*** Opening of PROVIDED RECORDS ***
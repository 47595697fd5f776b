//! Command-line entry point for the decoder generator.

use std::error::Error;
use std::path::PathBuf;

use clap::Parser;
use kestrel_fhir_lib::FhirVersion;
use kestrel_fhir_native_gen::{extract_all, generate};
use tracing::info;

#[derive(Debug, Parser)]
#[command(
    name = "kestrel-fhir-native-gen",
    about = "Generates the native record decoding routines for the runtime crate"
)]
struct Cli {
    /// FHIR release to generate against.
    #[arg(long, value_enum, default_value = "r4")]
    fhir_version: FhirVersion,

    /// Write the generated module here instead of stdout.
    ///
    /// Run the output through rustfmt before checking it in.
    #[arg(long)]
    output: Option<PathBuf>,

    /// Dump the extracted mapping plans as JSON instead of generating code.
    #[arg(long)]
    dump_mappings: bool,
}

fn main() -> Result<(), Box<dyn Error>> {
    tracing_subscriber::fmt::init();
    let cli = Cli::parse();

    if cli.dump_mappings {
        let mappings = extract_all(cli.fhir_version)?;
        println!("{}", serde_json::to_string_pretty(&mappings)?);
        return Ok(());
    }

    let module = generate(cli.fhir_version)?;
    match cli.output {
        Some(path) => {
            std::fs::write(&path, module)?;
            info!(path = %path.display(), version = %cli.fhir_version, "wrote generated module");
        }
        None => print!("{module}"),
    }
    Ok(())
}
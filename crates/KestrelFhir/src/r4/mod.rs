//! FHIR R4 datatypes and resources.
//!
//! Primitive aliases follow the generated-model convention: every FHIR
//! primitive is an [`Element`] specialization so it can carry `id` and
//! `extension` alongside its value. Note that the `String` alias shadows
//! `std::string::String` inside this module tree; bare Rust strings are
//! spelled `std::string::String` here, as in the generated code this module
//! is patterned on.

pub mod complex_types;
pub use complex_types::*;

pub mod resources;
pub use resources::*;

use crate::element::{Coded, Element};

/// FHIR primitive type for boolean values (true/false)
pub type Boolean = Element<bool, Extension>;
/// FHIR primitive type for whole number values
pub type Integer = Element<std::primitive::i32, Extension>;
/// FHIR primitive type for character sequences
pub type String = Element<std::string::String, Extension>;
/// FHIR primitive type for Uniform Resource Identifiers (RFC 3986)
pub type Uri = Element<std::string::String, Extension>;
/// FHIR primitive type for coded values drawn from a defined set
pub type Code = Element<std::string::String, Extension>;
/// FHIR primitive type for decimal numbers with arbitrary precision
pub type Decimal = Element<crate::precise_decimal::PreciseDecimal, Extension>;
/// FHIR primitive type for date values (year, month, day)
pub type Date = Element<crate::date_time::PrecisionDate, Extension>;
/// FHIR primitive type for date and time values
pub type DateTime = Element<crate::date_time::PrecisionDateTime, Extension>;
/// FHIR primitive type for instant in time values (to millisecond precision)
pub type Instant = Element<crate::date_time::PrecisionInstant, Extension>;
/// FHIR primitive type for time of day values
pub type Time = Element<crate::date_time::PrecisionTime, Extension>;

/// Access to an element's own extension list.
///
/// Every first-class FHIR element carries its own extension container,
/// distinct from the extensions of the record that owns it. The native
/// decoder's extension side-channel routing is written against this trait.
pub trait HasExtensions {
    fn extensions_mut(&mut self) -> &mut Option<Vec<Extension>>;
}

impl<V> HasExtensions for Element<V, Extension> {
    fn extensions_mut(&mut self) -> &mut Option<Vec<Extension>> {
        &mut self.extension
    }
}

impl<C> HasExtensions for Coded<C, Extension> {
    fn extensions_mut(&mut self) -> &mut Option<Vec<Extension>> {
        &mut self.extension
    }
}

macro_rules! impl_has_extensions {
    ($($t:ty),* $(,)?) => {
        $(
            impl HasExtensions for $t {
                fn extensions_mut(&mut self) -> &mut Option<Vec<Extension>> {
                    &mut self.extension
                }
            }
        )*
    };
}

impl_has_extensions!(
    Coding,
    CodeableConcept,
    Quantity,
    Period,
    Reference,
    Identifier,
    HumanName,
    Patient,
    Observation,
    AllergyIntolerance,
);
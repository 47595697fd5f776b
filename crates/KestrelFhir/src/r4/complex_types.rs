use serde::{Deserialize, Serialize};

use super::*;
use crate::codes::{IdentifierUse, NameUse, QuantityComparator};
use crate::element::Coded;

/// Optional additional content defined by implementations.
///
/// Trimmed to the value kinds the native record schema carries; the nested
/// `extension` list of fully general FHIR extensions is out of scope here.
#[derive(Debug, Clone, PartialEq, Eq, Default, Serialize, Deserialize)]
pub struct Extension {
    #[serde(skip_serializing_if = "Option::is_none")]
    pub id: Option<std::string::String>,
    pub url: std::string::String,
    #[serde(rename = "valueString", skip_serializing_if = "Option::is_none")]
    pub value_string: Option<String>,
    #[serde(rename = "valueBoolean", skip_serializing_if = "Option::is_none")]
    pub value_boolean: Option<Boolean>,
    #[serde(rename = "valueInteger", skip_serializing_if = "Option::is_none")]
    pub value_integer: Option<Integer>,
    #[serde(rename = "valueCoding", skip_serializing_if = "Option::is_none")]
    pub value_coding: Option<Coding>,
}

/// A reference to a code defined by a terminology system.
#[derive(Debug, Clone, PartialEq, Eq, Default, Serialize, Deserialize)]
pub struct Coding {
    #[serde(skip_serializing_if = "Option::is_none")]
    pub id: Option<std::string::String>,
    #[serde(skip_serializing_if = "Option::is_none")]
    pub extension: Option<Vec<Extension>>,
    #[serde(skip_serializing_if = "Option::is_none")]
    pub system: Option<Uri>,
    #[serde(skip_serializing_if = "Option::is_none")]
    pub version: Option<String>,
    #[serde(skip_serializing_if = "Option::is_none")]
    pub code: Option<String>,
    #[serde(skip_serializing_if = "Option::is_none")]
    pub display: Option<String>,
    #[serde(rename = "userSelected", skip_serializing_if = "Option::is_none")]
    pub user_selected: Option<Boolean>,
}

/// A concept that may be defined by one or more codings, plus free text.
#[derive(Debug, Clone, PartialEq, Eq, Default, Serialize, Deserialize)]
pub struct CodeableConcept {
    #[serde(skip_serializing_if = "Option::is_none")]
    pub id: Option<std::string::String>,
    #[serde(skip_serializing_if = "Option::is_none")]
    pub extension: Option<Vec<Extension>>,
    #[serde(skip_serializing_if = "Option::is_none")]
    pub coding: Option<Vec<Coding>>,
    #[serde(skip_serializing_if = "Option::is_none")]
    pub text: Option<String>,
}

/// A measured amount, with unit and comparator.
#[derive(Debug, Clone, PartialEq, Eq, Default, Serialize, Deserialize)]
pub struct Quantity {
    #[serde(skip_serializing_if = "Option::is_none")]
    pub id: Option<std::string::String>,
    #[serde(skip_serializing_if = "Option::is_none")]
    pub extension: Option<Vec<Extension>>,
    #[serde(skip_serializing_if = "Option::is_none")]
    pub value: Option<Decimal>,
    #[serde(skip_serializing_if = "Option::is_none")]
    pub comparator: Option<Coded<QuantityComparator, Extension>>,
    #[serde(skip_serializing_if = "Option::is_none")]
    pub unit: Option<String>,
    #[serde(skip_serializing_if = "Option::is_none")]
    pub system: Option<Uri>,
    #[serde(skip_serializing_if = "Option::is_none")]
    pub code: Option<Code>,
}

/// A time period defined by a start and end datetime.
#[derive(Debug, Clone, PartialEq, Eq, Default, Serialize, Deserialize)]
pub struct Period {
    #[serde(skip_serializing_if = "Option::is_none")]
    pub id: Option<std::string::String>,
    #[serde(skip_serializing_if = "Option::is_none")]
    pub extension: Option<Vec<Extension>>,
    #[serde(skip_serializing_if = "Option::is_none")]
    pub start: Option<DateTime>,
    #[serde(skip_serializing_if = "Option::is_none")]
    pub end: Option<DateTime>,
}

/// A reference from one resource to another.
#[derive(Debug, Clone, PartialEq, Eq, Default, Serialize, Deserialize)]
pub struct Reference {
    #[serde(skip_serializing_if = "Option::is_none")]
    pub id: Option<std::string::String>,
    #[serde(skip_serializing_if = "Option::is_none")]
    pub extension: Option<Vec<Extension>>,
    #[serde(skip_serializing_if = "Option::is_none")]
    pub reference: Option<String>,
    #[serde(rename = "type", skip_serializing_if = "Option::is_none")]
    pub r#type: Option<Uri>,
    #[serde(skip_serializing_if = "Option::is_none")]
    pub identifier: Option<Identifier>,
    #[serde(skip_serializing_if = "Option::is_none")]
    pub display: Option<String>,
}

/// An identifier intended for computation.
#[derive(Debug, Clone, PartialEq, Eq, Default, Serialize, Deserialize)]
pub struct Identifier {
    #[serde(skip_serializing_if = "Option::is_none")]
    pub id: Option<std::string::String>,
    #[serde(skip_serializing_if = "Option::is_none")]
    pub extension: Option<Vec<Extension>>,
    #[serde(rename = "use", skip_serializing_if = "Option::is_none")]
    pub r#use: Option<Coded<IdentifierUse, Extension>>,
    #[serde(rename = "type", skip_serializing_if = "Option::is_none")]
    pub r#type: Option<CodeableConcept>,
    #[serde(skip_serializing_if = "Option::is_none")]
    pub system: Option<Uri>,
    #[serde(skip_serializing_if = "Option::is_none")]
    pub value: Option<String>,
    #[serde(skip_serializing_if = "Option::is_none")]
    pub period: Option<Period>,
}

/// A human name, with the ability to identify parts and usage.
#[derive(Debug, Clone, PartialEq, Eq, Default, Serialize, Deserialize)]
pub struct HumanName {
    #[serde(skip_serializing_if = "Option::is_none")]
    pub id: Option<std::string::String>,
    #[serde(skip_serializing_if = "Option::is_none")]
    pub extension: Option<Vec<Extension>>,
    #[serde(rename = "use", skip_serializing_if = "Option::is_none")]
    pub r#use: Option<Coded<NameUse, Extension>>,
    #[serde(skip_serializing_if = "Option::is_none")]
    pub text: Option<String>,
    #[serde(skip_serializing_if = "Option::is_none")]
    pub family: Option<String>,
    #[serde(skip_serializing_if = "Option::is_none")]
    pub given: Option<Vec<String>>,
    #[serde(skip_serializing_if = "Option::is_none")]
    pub prefix: Option<Vec<String>>,
}
/// One decoded member of a native record.
#[derive(Debug, Clone, Serialize)]
#[serde(tag = "kind", rename_all = "camelCase")]
pub enum MemberMapping {
    /// Primitive wrapper read into an `Element`.
    Value {
        element: String,
        field: String,
        offset: u32,
        reader: String,
        #[serde(skip_serializing_if = "Option::is_none")]
        constructor: Option<String>,
    },
    /// Coded wrapper read into a `Coded` value.
    Code {
        element: String,
        field: String,
        offset: u32,
        enumeration: String,
        literals: Vec<String>,
    },
    /// Bare text span assigned without an element container.
    RawText {
        element: String,
        field: String,
        offset: u32,
    },
    /// Nested record decoded through another routine.
    Record {
        element: String,
        field: String,
        offset: u32,
        decoder: String,
    },
    /// Counted array of record references.
    RecordList {
        element: String,
        field: String,
        count_offset: u32,
        array_offset: u32,
        decoder: String,
    },
    /// Counted array of inline primitive wrappers.
    ValueList {
        element: String,
        field: String,
        count_offset: u32,
        array_offset: u32,
        stride: u32,
        reader: String,
        #[serde(skip_serializing_if = "Option::is_none")]
        constructor: Option<String>,
    },
    /// Counted array of coded wrappers.
    CodeList {
        element: String,
        field: String,
        count_offset: u32,
        array_offset: u32,
        stride: u32,
        enumeration: String,
        literals: Vec<String>,
    },
    /// Choice element selected by a discriminant.
    Choice {
        element: String,
        offset: u32,
        discriminant_offset: u32,
        arms: Vec<UnionArm>,
    },
}

/// One arm of a choice element.
#[derive(Debug, Clone, Serialize)]
pub struct UnionArm {
    pub discriminant: u32,
    pub variant: String,
    pub field: String,
    pub payload: ArmPayload,
}

/// How a choice arm's payload is decoded.
#[derive(Debug, Clone, Serialize)]
#[serde(tag = "kind", rename_all = "camelCase")]
pub enum ArmPayload {
    Value {
        reader: String,
        #[serde(skip_serializing_if = "Option::is_none")]
        constructor: Option<String>,
    },
    Record {
        decoder: String,
    },
}

/// Where side-channel extensions for one element are attached.
#[derive(Debug, Clone, Serialize)]
#[serde(tag = "kind", rename_all = "camelCase")]
pub enum ExtensionRoute {
    /// Attach to the element, materializing it when absent.
    Attach { element: String, field: String },
    /// Append an extension-only item to a repeated element.
    AttachItem { element: String, field: String },
    /// Attach to whichever choice variant was materialized.
    Chain { element: String, fields: Vec<String> },
}

/// Extracts mapping plans for every registered type, in emission order.
pub fn extract_all(version: FhirVersion) -> Result<Vec<MappingInfo>, SchemaError> {
    registry::ENTRIES
        .iter()
        .map(|entry| extract(entry.native, version))
        .collect()
}

/// Extracts the mapping plan for one native type.
pub fn extract(native_name: &str, version: FhirVersion) -> Result<MappingInfo, SchemaError> {
    let native = schema::native_type(native_name).ok_or_else(|| SchemaError::MissingType {
        native_type: native_name.to_owned(),
    })?;
    let entry = registry::entry(native_name)?;
    let domain = catalog::domain_type(entry.domain).ok_or_else(|| SchemaError::MissingType {
        native_type: entry.domain.to_owned(),
    })?;

    let mut extraction = Extraction {
        native,
        domain,
        version,
        members: Vec::new(),
        routes: Vec::new(),
        consumed: Vec::new(),
    };
    extraction.run()?;
    extraction.check_coverage()?;
    debug!(
        native = native.name,
        members = extraction.members.len(),
        routes = extraction.routes.len(),
        "extracted mapping plan"
    );

    Ok(MappingInfo {
        native: native.name.to_owned(),
        domain: domain.name.to_owned(),
        decoder: entry.decoder.to_owned(),
        tag: native.tag,
        size: native.size,
        members: extraction.members,
        routes: extraction.routes,
    })
}

struct Extraction<'a> {
    native: &'a NativeTypeDescriptor,
    domain: &'a DomainType,
    version: FhirVersion,
    members: Vec<MemberMapping>,
    routes: Vec<ExtensionRoute>,
    consumed: Vec<&'a str>,
}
*** Close of PROVIDED RECORDS ***
→ **AIM OF THE TASK**
Pick every line containing the word "start" out of the material, and copy those lines.

→ **SOLUTION TO THIS EXERCISE**
/// A time period defined by a start and end datetime.
    pub start: Option<DateTime>,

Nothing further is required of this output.